#### Records provided
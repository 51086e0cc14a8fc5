// Copyright (c) 2022 Huawei Technologies Co.,Ltd. All rights reserved.
//
// sysMaster is licensed under Mulan PSL v2.
// You can use this software according to the terms and conditions of the Mulan
// PSL v2.
// You may obtain a copy of Mulan PSL v2 at:
//         http://license.coscl.org.cn/MulanPSL2
// THIS SOFTWARE IS PROVIDED ON AN "AS IS" BASIS, WITHOUT WARRANTIES OF ANY
// KIND, EITHER EXPRESS OR IMPLIED, INCLUDING BUT NOT LIMITED TO
// NON-INFRINGEMENT, MERCHANTABILITY OR FIT FOR A PARTICULAR PURPOSE.
// See the Mulan PSL v2 for more details.

//! Units creating and growing file systems on demand.
//!
//! mkswap and mkfs units are required by the swap or mount unit, the growfs
//! unit is only wanted by the mount unit.

use super::{unit_name_from_path, unit_name_from_path_instance};
use crate::context::Generator;
use crate::error::*;
use crate::escape::escape;
use crate::symlink::Relation;
use basic::fstab_util::fstab_node_to_udev_node;
use basic::path_util::is_device_path;
use basic::special::SHUTDOWN_TARGET;

impl Generator {
    fn device_node(&self, what: &str) -> Result<String> {
        let node = fstab_node_to_udev_node(what);
        if !is_device_path(&node) {
            return Err(Error::Invalid {
                what: format!("Cannot format something that is not a device node: {}", node),
            });
        }
        Ok(node)
    }

    /// Format the swap device `what` before it is used.
    pub fn hook_up_mkswap(&self, what: &str) -> Result<()> {
        let node = self.device_node(what)?;
        let unit = unit_name_from_path_instance("systemd-mkswap", &node, ".service")?;
        let swap = unit_name_from_path(&node, ".swap")?;
        let escaped = escape(&node);

        let mut f = self.open_unit_file(None, &unit)?;
        f.write_str(&format!(
            "[Unit]\n\
             Description=Make Swap on %f\n\
             Documentation=man:systemd-mkswap@.service(8)\n\
             DefaultDependencies=no\n\
             BindsTo=%i.device\n\
             Conflicts={shutdown}\n\
             After=%i.device\n\
             Before={shutdown} {swap}\n\
             \n\
             [Service]\n\
             Type=oneshot\n\
             RemainAfterExit=yes\n\
             ExecStart={makefs} swap {node}\n\
             TimeoutSec=0\n",
            swap = swap,
            shutdown = SHUTDOWN_TARGET,
            makefs = self.paths().makefs,
            node = escaped.command,
        ))?;
        f.commit()?;

        self.add_symlink(&swap, Relation::Requires, &unit)?;
        Ok(())
    }

    /// Create a `fstype` file system on `what` before it is mounted on
    /// `mount_point`.
    pub fn hook_up_mkfs(&self, what: &str, mount_point: &str, fstype: Option<&str>) -> Result<()> {
        let node = self.device_node(what)?;
        let fstype = match fstype {
            Some(t) if !t.is_empty() && t != "auto" => t,
            _ => {
                return Err(Error::Invalid {
                    what: format!(
                        "Cannot format partition {}, filesystem type is not specified",
                        node
                    ),
                })
            }
        };

        let unit = unit_name_from_path_instance("systemd-makefs", &node, ".service")?;
        let mount = unit_name_from_path(mount_point, ".mount")?;
        let escaped = escape(&node);

        let mut f = self.open_unit_file(None, &unit)?;
        f.write_str(&format!(
            "[Unit]\n\
             Description=Make File System on %f\n\
             Documentation=man:systemd-makefs@.service(8)\n\
             DefaultDependencies=no\n\
             BindsTo=%i.device\n\
             Conflicts={shutdown}\n\
             After=%i.device\n\
             Before={shutdown} systemd-fsck@%i.service {mount}\n\
             \n\
             [Service]\n\
             Type=oneshot\n\
             RemainAfterExit=yes\n\
             ExecStart={makefs} {fstype} {node}\n\
             TimeoutSec=0\n",
            mount = mount,
            shutdown = SHUTDOWN_TARGET,
            makefs = self.paths().makefs,
            fstype = escape(fstype).command,
            node = escaped.command,
        ))?;
        f.commit()?;

        self.add_symlink(&mount, Relation::Requires, &unit)?;
        Ok(())
    }

    /// Grow the file system mounted on `mount_point` to fill its device,
    /// before `target` is reached.
    pub fn hook_up_growfs(&self, mount_point: &str, target: &str) -> Result<()> {
        let unit = unit_name_from_path_instance("systemd-growfs", mount_point, ".service")?;
        let mount = unit_name_from_path(mount_point, ".mount")?;
        let escaped = escape(mount_point);

        let mut f = self.open_unit_file(None, &unit)?;
        f.write_str(&format!(
            "[Unit]\n\
             Description=Grow File System on %f\n\
             Documentation=man:systemd-growfs@.service(8)\n\
             DefaultDependencies=no\n\
             BindsTo=%i.mount\n\
             Conflicts={shutdown}\n\
             After=%i.mount\n\
             Before={shutdown} {target}\n\
             \n\
             [Service]\n\
             Type=oneshot\n\
             RemainAfterExit=yes\n\
             ExecStart={growfs} {where_}\n\
             TimeoutSec=0\n",
            target = target,
            shutdown = SHUTDOWN_TARGET,
            growfs = self.paths().growfs,
            where_ = escaped.command,
        ))?;
        f.commit()?;

        self.add_symlink(&mount, Relation::Wants, &unit)?;
        Ok(())
    }
}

#### What you need to do
The entries are to be repeated exactly, with nothing altered.

#### Answer box
repository 51086e0cc14a8fc5
// Copyright (c) 2022 Huawei Technologies Co.,Ltd. All rights reserved.
//
// sysMaster is licensed under Mulan PSL v2.
// You can use this software according to the terms and conditions of the Mulan
// PSL v2.
// You may obtain a copy of Mulan PSL v2 at:
//         http://license.coscl.org.cn/MulanPSL2
// THIS SOFTWARE IS PROVIDED ON AN "AS IS" BASIS, WITHOUT WARRANTIES OF ANY
// KIND, EITHER EXPRESS OR IMPLIED, INCLUDING BUT NOT LIMITED TO
// NON-INFRINGEMENT, MERCHANTABILITY OR FIT FOR A PARTICULAR PURPOSE.
// See the Mulan PSL v2 for more details.

//! Units creating and growing file systems on demand.
//!
//! mkswap and mkfs units are required by the swap or mount unit, the growfs
//! unit is only wanted by the mount unit.

use super::{unit_name_from_path, unit_name_from_path_instance};
use crate::context::Generator;
use crate::error::*;
use crate::escape::escape;
use crate::symlink::Relation;
use basic::fstab_util::fstab_node_to_udev_node;
use basic::path_util::is_device_path;
use basic::special::SHUTDOWN_TARGET;

impl Generator {
    fn device_node(&self, what: &str) -> Result<String> {
        let node = fstab_node_to_udev_node(what);
        if !is_device_path(&node) {
            return Err(Error::Invalid {
                what: format!("Cannot format something that is not a device node: {}", node),
            });
        }
        Ok(node)
    }

    /// Format the swap device `what` before it is used.
    pub fn hook_up_mkswap(&self, what: &str) -> Result<()> {
        let node = self.device_node(what)?;
        let unit = unit_name_from_path_instance("systemd-mkswap", &node, ".service")?;
        let swap = unit_name_from_path(&node, ".swap")?;
        let escaped = escape(&node);

        let mut f = self.open_unit_file(None, &unit)?;
        f.write_str(&format!(
            "[Unit]\n\
             Description=Make Swap on %f\n\
             Documentation=man:systemd-mkswap@.service(8)\n\
             DefaultDependencies=no\n\
             BindsTo=%i.device\n\
             Conflicts={shutdown}\n\
             After=%i.device\n\
             Before={shutdown} {swap}\n\
             \n\
             [Service]\n\
             Type=oneshot\n\
             RemainAfterExit=yes\n\
             ExecStart={makefs} swap {node}\n\
             TimeoutSec=0\n",
            swap = swap,
            shutdown = SHUTDOWN_TARGET,
            makefs = self.paths().makefs,
            node = escaped.command,
        ))?;
        f.commit()?;

        self.add_symlink(&swap, Relation::Requires, &unit)?;
        Ok(())
    }

    /// Create a `fstype` file system on `what` before it is mounted on
    /// `mount_point`.
    pub fn hook_up_mkfs(&self, what: &str, mount_point: &str, fstype: Option<&str>) -> Result<()> {
        let node = self.device_node(what)?;
        let fstype = match fstype {
            Some(t) if !t.is_empty() && t != "auto" => t,
            _ => {
                return Err(Error::Invalid {
                    what: format!(
                        "Cannot format partition {}, filesystem type is not specified",
                        node
                    ),
                })
            }
        };

        let unit = unit_name_from_path_instance("systemd-makefs", &node, ".service")?;
        let mount = unit_name_from_path(mount_point, ".mount")?;
        let escaped = escape(&node);

        let mut f = self.open_unit_file(None, &unit)?;
        f.write_str(&format!(
            "[Unit]\n\
             Description=Make File System on %f\n\
             Documentation=man:systemd-makefs@.service(8)\n\
             DefaultDependencies=no\n\
             BindsTo=%i.device\n\
             Conflicts={shutdown}\n\
             After=%i.device\n\
             Before={shutdown} systemd-fsck@%i.service {mount}\n\
             \n\
             [Service]\n\
             Type=oneshot\n\
             RemainAfterExit=yes\n\
             ExecStart={makefs} {fstype} {node}\n\
             TimeoutSec=0\n",
            mount = mount,
            shutdown = SHUTDOWN_TARGET,
            makefs = self.paths().makefs,
            fstype = escape(fstype).command,
            node = escaped.command,
        ))?;
        f.commit()?;

        self.add_symlink(&mount, Relation::Requires, &unit)?;
        Ok(())
    }

    /// Grow the file system mounted on `mount_point` to fill its device,
    /// before `target` is reached.
    pub fn hook_up_growfs(&self, mount_point: &str, target: &str) -> Result<()> {
        let unit = unit_name_from_path_instance("systemd-growfs", mount_point, ".service")?;
        let mount = unit_name_from_path(mount_point, ".mount")?;
        let escaped = escape(mount_point);

        let mut f = self.open_unit_file(None, &unit)?;
        f.write_str(&format!(
            "[Unit]\n\
             Description=Grow File System on %f\n\
             Documentation=man:systemd-growfs@.service(8)\n\
             DefaultDependencies=no\n\
             BindsTo=%i.mount\n\
             Conflicts={shutdown}\n\
             After=%i.mount\n\
             Before={shutdown} {target}\n\
             \n\
             [Service]\n\
             Type=oneshot\n\
             RemainAfterExit=yes\n\
             ExecStart={growfs} {where_}\n\
             TimeoutSec=0\n",
            target = target,
            shutdown = SHUTDOWN_TARGET,
            growfs = self.paths().growfs,
            where_ = escaped.command,
        ))?;
        f.commit()?;

        self.add_symlink(&mount, Relation::Wants, &unit)?;
        Ok(())
    }
}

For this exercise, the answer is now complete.